=== Extracted entries ===

//! Form field parsing shared by the pages

use std::str::FromStr;

use rust_decimal::Decimal;

/// Parse a positive shilling amount. Thousands separators and a leading
/// "KES" are tolerated; anything else yields `invalid`.
pub fn parse_amount(input: &str, invalid: &str) -> Result<Decimal, String> {
    let cleaned: String = input
        .trim()
        .trim_start_matches("KES")
        .chars()
        .filter(|c| !c.is_whitespace() && *c != ',')
        .collect();

    match Decimal::from_str(&cleaned) {
        Ok(amount) if amount > Decimal::ZERO => Ok(amount),
        _ => Err(invalid.to_string()),
    }
}

/// Trimmed text, or an error when nothing was entered.
pub fn required(input: &str, missing: &str) -> Result<String, String> {
    let value = input.trim();
    if value.is_empty() {
        Err(missing.to_string())
    } else {
        Ok(value.to_string())
    }
}

/// Trimmed text, `None` when blank.
pub fn optional(input: &str) -> Option<String> {
    let value = input.trim();
    (!value.is_empty()).then(|| value.to_string())
}

/// Id picked from a `<select>`; the empty placeholder option maps to `None`.
pub fn selected_id(input: &str) -> Option<i64> {
    input.trim().parse().ok()
}

#[cfg(test)]
mod tests {
    use super::*;

    #[test]
    fn amounts_accept_separators_and_currency() {
        assert_eq!(parse_amount("1,500.50", "bad"), Ok(Decimal::new(150050, 2)));
        assert_eq!(parse_amount(" KES 2 000 ", "bad"), Ok(Decimal::from(2000)));
    }

    #[test]
    fn amounts_must_be_positive_numbers() {
        let invalid = "Invalid transfer amount";
        for input in ["", "0", "-5", "ten", "1.2.3"] {
            assert_eq!(parse_amount(input, invalid), Err(invalid.to_string()), "{input}");
        }
    }

    #[test]
    fn blank_text_fields() {
        assert_eq!(
            required("   ", "Please provide a purpose for the transfer"),
            Err("Please provide a purpose for the transfer".to_string())
        );
        assert_eq!(required(" Roads ", "x"), Ok("Roads".to_string()));
        assert_eq!(optional(""), None);
        assert_eq!(optional(" a@b.ke "), Some("a@b.ke".to_string()));
    }

    #[test]
    fn select_placeholders() {
        assert_eq!(selected_id(""), None);
        assert_eq!(selected_id("4"), Some(4));
    }
}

===

Everything above from the line with "pub fn required(input: &str, missing: &str)" to the line with "pub fn optional(input: &str)", both included, must be repeated exactly, and nothing outside that range.

• _Your response_
pub fn required(input: &str, missing: &str) -> Result<String, String> {
    let value = input.trim();
    if value.is_empty() {
        Err(missing.to_string())
    } else {
        Ok(value.to_string())
    }
}

/// Trimmed text, `None` when blank.
pub fn optional(input: &str) -> Option<String> {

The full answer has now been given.